Por el contrario, las imágenes (siempre que sean las apropiadas) requieren muy poco tiempo de procesado porque encajan a la perfección con el mensaje. Eso permite a la audiencia ver la imagen y analizar su significado rápidamente para prestar de nuevo atención al discurso del presentador.

Chabris and Kosslyn (2005)(1) presentan numerosos ejemplos de cómo el diseño visual afecta la capacidad de procesado de nuestro cerebro.

2.- Las imágenes mejoran la capacidad de memorización y comprensión.

Rusted and Coltheart (1979)(2) realizaron un estudio que mostraba unos datos muy significativos. Los textos ilustrados eran un 9% más efectivos que los textos sin imágenes cuando se evaluaba la comprensión de inmediato, pero un 83% más efectivo si se retrasaba la evaluación, ya que el lector podía memorizar mejor la información gracias a la ilustración.

Precisamente por este motivo, tal y como expone en su blog Gerard C. González, la creación de imágenes mentales es uno de los recursos típicos que se recomiendan para potenciar nuestra memoria.

3.- Las imágenes nos permiten acceder a las emociones de forma rápida, directa y profunda.

Podemos estar hablando durante rato de la pobreza en un país africano y no causar ni la mitad del impacto que el que nos genera una foto ilustrativa de un niño africano hambriento y moribundo.

Un estudio llevado a cabo por los psicólogosKirsten Ruys y Diedrick Stapel del  Tilburg Institute for Behavioral Economics Research at Tillburg University en los Países Bajos, demuestra que ciertos estímulos visuales pueden provocarnos emociones sin que nosotros seamos conscientes de ello.

Así que, tal y como dice el refrán, una imagen vale más que mil palabras. La imágenes son mucho más poderosas que el texto a la hora de generarnos todo tipo de emociones.

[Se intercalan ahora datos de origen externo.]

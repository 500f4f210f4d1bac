//! Help popup rendering

use ratatui::{
    prelude::*,
    text::{Line, Span},
    widgets::{Block, Borders, Clear, Paragraph, Wrap},
};

use crate::theme::Theme;
use crate::ui::centered_rect;

const SECTIONS: &[(&str, &[(&str, &str)])] = &[
    (
        "Global",
        &[
            ("Tab / Shift+Tab", "Switch between views"),
            ("r", "Reload gallery and remount the page"),
            ("l", "View application logs"),
            ("?", "Toggle help"),
            ("q / Ctrl+C", "Quit (works while loading)"),
            ("Esc", "Close popup"),
        ],
    ),
    (
        "Timeline",
        &[
            ("j / ↓", "Next entry"),
            ("k / ↑", "Previous entry"),
            ("g / Home", "First entry"),
            ("G / End", "Last entry"),
            ("PgUp / PgDn", "Jump ten rows"),
            ("m", "Cycle medium filter"),
            ("y", "Cycle year filter"),
            ("/", "Search titles and descriptions"),
            ("c", "Clear filters"),
        ],
    ),
    (
        "Search",
        &[
            ("Enter", "Apply the search"),
            ("Esc", "Cancel editing"),
            ("Backspace", "Delete a character"),
        ],
    ),
    (
        "Loading overlay",
        &[
            ("", "Covers the page until enough images have loaded,"),
            ("", "or the maximum wait has passed, then fades out."),
            ("", "Changing a filter remounts the page."),
        ],
    ),
];

/// Render the help popup
pub fn render_help(frame: &mut Frame, theme: &Theme) {
    let area = centered_rect(60, 70, frame.area());

    frame.render_widget(Clear, area);

    let block = Block::default()
        .borders(Borders::ALL)
        .border_style(theme.border_focused())
        .title(" Help - Keyboard Shortcuts ")
        .title_style(theme.title());

    let inner = block.inner(area);
    frame.render_widget(block, area);

    let mut lines: Vec<Line> = Vec::new();

    for (section_title, keys) in SECTIONS {
        lines.push(Line::from(""));
        lines.push(Line::from(Span::styled(
            format!(" {} ", section_title),
            theme.title(),
        )));
        lines.push(Line::from(Span::styled(" ─".repeat(24), theme.text_muted())));

        for (key, desc) in keys.iter() {
            lines.push(Line::from(vec![
                Span::styled(format!("  {:16}", key), theme.key_hint()),
                Span::styled(*desc, theme.text_secondary()),
            ]));
        }
    }

    lines.push(Line::from(""));
    lines.push(Line::from(Span::styled(
        " Press ? or Esc to close ",
        theme.text_muted(),
    )));

    frame.render_widget(Paragraph::new(lines).wrap(Wrap { trim: false }), inner);
}
//! Full-page loading overlay
//!
//! Drawn over the whole frame while the page spinner is visible, drawn
//! dimmed while it fades, and not drawn at all once hidden.

use ratatui::{
    layout::{Constraint, Direction, Layout},
    prelude::*,
    text::{Line, Span},
    widgets::{Block, Clear, Gauge, Paragraph},
};

use crate::spinner::SpinnerSnapshot;
use crate::theme::Theme;

const TITLE: &str = "A R T W A L L";

/// Render the page overlay for the given spinner snapshot
pub fn render_page_overlay(
    frame: &mut Frame,
    theme: &Theme,
    snapshot: SpinnerSnapshot,
    spinner_char: &str,
    message: &str,
) {
    if !snapshot.phase.is_rendered() {
        return;
    }

    let fading = snapshot.data_fading();
    let area = frame.area();

    frame.render_widget(Clear, area);
    frame.render_widget(Block::default().style(theme.overlay(fading)), area);

    let chunks = Layout::default()
        .direction(Direction::Vertical)
        .constraints([
            Constraint::Percentage(35),
            Constraint::Length(2), // Title
            Constraint::Length(2), // Glyph + message
            Constraint::Length(1), // Progress
            Constraint::Min(0),
        ])
        .split(area);

    let title_style = if fading {
        theme.faded()
    } else {
        theme.title()
    };
    let title = Paragraph::new(Line::from(Span::styled(TITLE, title_style)))
        .alignment(Alignment::Center);
    frame.render_widget(title, chunks[1]);

    let status_line = if fading {
        Line::from(Span::styled(message, theme.faded()))
    } else {
        Line::from(vec![
            Span::styled(format!("{} ", spinner_char), theme.accent()),
            Span::styled(message, theme.text_secondary()),
        ])
    };
    frame.render_widget(
        Paragraph::new(status_line).alignment(Alignment::Center),
        chunks[2],
    );

    let gauge_area = Layout::default()
        .direction(Direction::Horizontal)
        .constraints([
            Constraint::Percentage(30),
            Constraint::Percentage(40),
            Constraint::Percentage(30),
        ])
        .split(chunks[3])[1];

    let gauge = Gauge::default()
        .ratio(progress_ratio(&snapshot))
        .label(progress_label(&snapshot))
        .gauge_style(if fading {
            theme.faded()
        } else {
            theme.gauge_filled()
        })
        .use_unicode(true);
    frame.render_widget(gauge, gauge_area);
}

/// Loaded images relative to the effective threshold, capped at 1
pub fn progress_ratio(snapshot: &SpinnerSnapshot) -> f64 {
    if snapshot.effective_threshold == 0 {
        return 1.0;
    }
    (snapshot.loaded_count as f64 / snapshot.effective_threshold as f64).min(1.0)
}

pub fn progress_label(snapshot: &SpinnerSnapshot) -> String {
    if snapshot.image_count == 0 {
        "no images".to_string()
    } else {
        format!(
            "{}/{} images",
            snapshot.loaded_count.min(snapshot.effective_threshold),
            snapshot.effective_threshold
        )
    }
}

4.- Las imágenes nos ayudan a controlar la imaginación de la audiencia.

Las historias pintan imágenes en la mente de la audiencia. Empleando sólo palabras podemos conseguir que el público se cree esas imágenes en sus cabezas, pero no hay manera de saber cómo son. Todo depende de su imaginación.

Tratar de describir un paisaje, un personaje o un utensilio sólo con nuestra oratoria va a generar tantas imágenes distintas como asistentes haya en el acto. Sin embargo podemos controlar la imagen mental del público acompañando la explicación con una fotografía o dibujo que ilustre el tema tal y como queremos que se lo imaginen. Eso conduce a una comprensión más uniforme.

Lane (2007)(3) estudió el concepto picture story, basado en la sucesión de fotografías para ir poniendo al espectador en contexto e introducirle detalles visuales para ayudarle a imaginar correctamente aquello que se explica. También Kosslyn (2006)(4) había trabajado en ello haciéndolo extensivo a todo tipo de elementos visuales (gráficos, tablas, diagramas…).